Should have been “I don’t hate (Digital Art), I have (Digital Art) friends.” It didn’t like the less than or greater than signs.
I don’t love MAKING digital art, is not the same as being unwilling to admire it. One don’t need to love building their house from scratch to love living in it and respecting its quality, right?
Hey Greg! Loved all your thoughts and observations. I’ve been at this for far, FAR too long to not recognize obvious patterns associated with new tools, new tricks, and new fears about that newness.
Pattern recognition. Humans are excellent at this, but it takes time to fully understand how it works. It’s important for an artist to develop this skill as part of their own personal tools.
The pattern that jumps to mind immediately with all of this AI is that it exposes the problems inherent within artistic expression more so than hiding them. It reveals weakness almost instantaneously.
I love this discussion though because the conversation itself is a brilliant training tool for young artists, young painters.
And I say this after having just seen hundreds, HUNDREDS of examples of visuals made automatically with my own work as a major prompt.
The uncanny valley looks shallow, but is perceptively DEEP. One cannot shortcut depth of vision. One cannot learn to paint like me or compete with my vision without the process time.
Agree entirely. There’s a much greater depth in human perception and our seeking after art, either by making or observing it, than a lot of the conversation we’re having about AI currently.
Glad you’re shielded, us mid/low tier sobs will be not. Serves us right for making shitty art!
and not beings friends with a hollywood star, of course. My fault!

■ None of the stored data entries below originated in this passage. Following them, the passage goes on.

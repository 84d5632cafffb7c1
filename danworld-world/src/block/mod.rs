use num_derive::FromPrimitive;
use num_traits::FromPrimitive;
use serde::{Deserialize, Serialize};

pub mod properties;

pub use properties::{BlockProperties, PropertyKind, TaggedValue};

/// A face or one of the sixteen compass points used by rotatable blocks.
///
/// The discriminants are the on-disk facing codes, ordered alphabetically.
#[derive(FromPrimitive, PartialEq, Clone, Copy, Debug, Hash, Eq, Serialize, Deserialize)]
#[serde(rename_all = "snake_case")]
#[repr(u8)]
pub enum BlockFace {
    Down = 0,
    East = 1,
    EastNorthEast = 2,
    EastSouthEast = 3,
    North = 4,
    NorthEast = 5,
    NorthNorthEast = 6,
    NorthNorthWest = 7,
    NorthWest = 8,
    South = 9,
    SouthEast = 10,
    SouthSouthEast = 11,
    SouthSouthWest = 12,
    SouthWest = 13,
    Up = 14,
    West = 15,
    WestNorthWest = 16,
    WestSouthWest = 17,
    /// The block itself, has no code of its own
    Center = 18,
}

/// Sign rotation `0..16` to compass point, starting at south and turning clockwise
const ROTATIONS: [BlockFace; 16] = [
    BlockFace::South,
    BlockFace::SouthSouthWest,
    BlockFace::SouthWest,
    BlockFace::WestSouthWest,
    BlockFace::West,
    BlockFace::WestNorthWest,
    BlockFace::NorthWest,
    BlockFace::NorthNorthWest,
    BlockFace::North,
    BlockFace::NorthNorthEast,
    BlockFace::NorthEast,
    BlockFace::EastNorthEast,
    BlockFace::East,
    BlockFace::EastSouthEast,
    BlockFace::SouthEast,
    BlockFace::SouthSouthEast,
];

impl BlockFace {
    pub const DEFAULT: BlockFace = BlockFace::North;

    /// Faces that can be stored as a connection
    pub const CONNECTIONS: [BlockFace; 6] = [
        BlockFace::North,
        BlockFace::South,
        BlockFace::East,
        BlockFace::West,
        BlockFace::Up,
        BlockFace::Down,
    ];

    /// Facing code, `Center` has none and is written as [`BlockFace::DEFAULT`]
    pub fn code(self) -> u16 {
        match self {
            BlockFace::Center => Self::DEFAULT as u16,
            face => face as u16,
        }
    }

    pub fn from_code(code: u16) -> Self {
        match Self::from_u16(code) {
            Some(BlockFace::Center) | None => Self::DEFAULT,
            Some(face) => face,
        }
    }

    /// Bit of this face in a connection mask, 0 for faces that cannot connect
    pub const fn connection_bit(self) -> u16 {
        match self {
            BlockFace::North => 1,
            BlockFace::South => 2,
            BlockFace::East => 4,
            BlockFace::West => 8,
            BlockFace::Up => 16,
            BlockFace::Down => 32,
            _ => 0,
        }
    }

    pub fn from_rotation(rotation: u8) -> Option<Self> {
        ROTATIONS.get(rotation as usize).copied()
    }

    pub fn from_name(name: &str) -> Option<Self> {
        let face = match name.to_ascii_lowercase().as_str() {
            "down" => BlockFace::Down,
            "east" => BlockFace::East,
            "east_north_east" => BlockFace::EastNorthEast,
            "east_south_east" => BlockFace::EastSouthEast,
            "north" => BlockFace::North,
            "north_east" => BlockFace::NorthEast,
            "north_north_east" => BlockFace::NorthNorthEast,
            "north_north_west" => BlockFace::NorthNorthWest,
            "north_west" => BlockFace::NorthWest,
            "south" => BlockFace::South,
            "south_east" => BlockFace::SouthEast,
            "south_south_east" => BlockFace::SouthSouthEast,
            "south_south_west" => BlockFace::SouthSouthWest,
            "south_west" => BlockFace::SouthWest,
            "up" => BlockFace::Up,
            "west" => BlockFace::West,
            "west_north_west" => BlockFace::WestNorthWest,
            "west_south_west" => BlockFace::WestSouthWest,
            "self" | "center" => BlockFace::Center,
            _ => return None,
        };
        Some(face)
    }
}

#[derive(FromPrimitive, PartialEq, Clone, Copy, Debug, Hash, Eq, Serialize, Deserialize)]
#[serde(rename_all = "snake_case")]
pub enum Axis {
    X = 0,
    Y = 1,
    Z = 2,
}

impl Axis {
    pub fn from_name(name: &str) -> Option<Self> {
        match name.to_ascii_lowercase().as_str() {
            "x" => Some(Axis::X),
            "y" => Some(Axis::Y),
            "z" => Some(Axis::Z),
            _ => None,
        }
    }
}

#[derive(FromPrimitive, PartialEq, Clone, Copy, Debug, Hash, Eq, Serialize, Deserialize)]
#[serde(rename_all = "snake_case")]
pub enum Half {
    Top = 0,
    Bottom = 1,
}

impl Half {
    /// Doors and tall plants call their halves upper and lower
    pub fn from_name(name: &str) -> Option<Self> {
        match name.to_ascii_lowercase().as_str() {
            "top" | "upper" => Some(Half::Top),
            "bottom" | "lower" => Some(Half::Bottom),
            _ => None,
        }
    }
}

#[derive(FromPrimitive, PartialEq, Clone, Copy, Debug, Hash, Eq, Serialize, Deserialize)]
#[serde(rename_all = "snake_case")]
pub enum RailShape {
    AscendingEast = 0,
    AscendingNorth = 1,
    AscendingSouth = 2,
    AscendingWest = 3,
    EastWest = 4,
    NorthEast = 5,
    NorthSouth = 6,
    NorthWest = 7,
    SouthEast = 8,
    SouthWest = 9,
}

impl RailShape {
    pub const DEFAULT: RailShape = RailShape::EastWest;

    pub fn from_code(code: u16) -> Self {
        Self::from_u16(code).unwrap_or(Self::DEFAULT)
    }

    /// Unknown shapes become [`RailShape::DEFAULT`]
    pub fn from_name(name: &str) -> Self {
        match name.to_ascii_lowercase().as_str() {
            "ascending_east" => RailShape::AscendingEast,
            "ascending_north" => RailShape::AscendingNorth,
            "ascending_south" => RailShape::AscendingSouth,
            "ascending_west" => RailShape::AscendingWest,
            "east_west" => RailShape::EastWest,
            "north_east" => RailShape::NorthEast,
            "north_south" => RailShape::NorthSouth,
            "north_west" => RailShape::NorthWest,
            "south_east" => RailShape::SouthEast,
            "south_west" => RailShape::SouthWest,
            _ => Self::DEFAULT,
        }
    }
}

#[derive(FromPrimitive, PartialEq, Clone, Copy, Debug, Hash, Eq, Serialize, Deserialize)]
#[serde(rename_all = "snake_case")]
pub enum StairShape {
    InnerLeft = 0,
    InnerRight = 1,
    OuterLeft = 2,
    OuterRight = 3,
    Straight = 4,
}

impl StairShape {
    pub const DEFAULT: StairShape = StairShape::Straight;

    pub fn from_code(code: u16) -> Self {
        Self::from_u16(code).unwrap_or(Self::DEFAULT)
    }

    /// Unknown shapes become [`StairShape::DEFAULT`]
    pub fn from_name(name: &str) -> Self {
        match name.to_ascii_lowercase().as_str() {
            "inner_left" => StairShape::InnerLeft,
            "inner_right" => StairShape::InnerRight,
            "outer_left" => StairShape::OuterLeft,
            "outer_right" => StairShape::OuterRight,
            "straight" => StairShape::Straight,
            _ => Self::DEFAULT,
        }
    }
}

#[cfg(test)]
mod tests {
    use super::{BlockFace, RailShape, StairShape};

    #[test]
    fn facing_codes_are_total() {
        for code in 0..18u16 {
            assert_eq!(BlockFace::from_code(code).code(), code);
        }
        assert_eq!(BlockFace::Down.code(), 0);
        assert_eq!(BlockFace::North.code(), 4);
        assert_eq!(BlockFace::Up.code(), 14);
        assert_eq!(BlockFace::WestSouthWest.code(), 17);
    }

    #[test]
    fn center_and_unknown_use_north() {
        assert_eq!(BlockFace::Center.code(), BlockFace::North.code());
        assert_eq!(BlockFace::from_code(18), BlockFace::North);
        assert_eq!(BlockFace::from_code(4000), BlockFace::North);
    }

    #[test]
    fn rotation_turns_clockwise_from_south() {
        assert_eq!(BlockFace::from_rotation(0), Some(BlockFace::South));
        assert_eq!(BlockFace::from_rotation(4), Some(BlockFace::West));
        assert_eq!(BlockFace::from_rotation(8), Some(BlockFace::North));
        assert_eq!(BlockFace::from_rotation(15), Some(BlockFace::SouthSouthEast));
        assert_eq!(BlockFace::from_rotation(16), None);
    }

    #[test]
    fn connection_bits_are_distinct() {
        let mask = BlockFace::CONNECTIONS
            .iter()
            .fold(0, |mask, face| mask | face.connection_bit());
        assert_eq!(mask, 0b11_1111);
        assert_eq!(BlockFace::NorthEast.connection_bit(), 0);
    }

    #[test]
    fn shape_fallbacks() {
        assert_eq!(RailShape::from_name("north_south"), RailShape::NorthSouth);
        assert_eq!(RailShape::from_name("loop"), RailShape::EastWest);
        assert_eq!(RailShape::EastWest as u16, 4);
        assert_eq!(StairShape::from_name("outer_left"), StairShape::OuterLeft);
        assert_eq!(StairShape::from_name("spiral"), StairShape::Straight);
        assert_eq!(StairShape::from_code(9), StairShape::Straight);
    }
}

Not what I was saying at all. There’s no direct correlation with shitty art and digital art, anymore than with oil painting or graphite drawing. I think my AD friend’s insight into this AI thing being a true threat to up and coming artists seems solid to me and deeply worrisome side effect of this new tech. The early jobs we all take, the small intro work is really important to us all as professional artists, not just for the chance to cut our teeth in its craft, but also to begin teaching us how to behave and interact professionally. Losing that step is as huge a gulf created as any art school that stops teaching foundation skillsets to its students.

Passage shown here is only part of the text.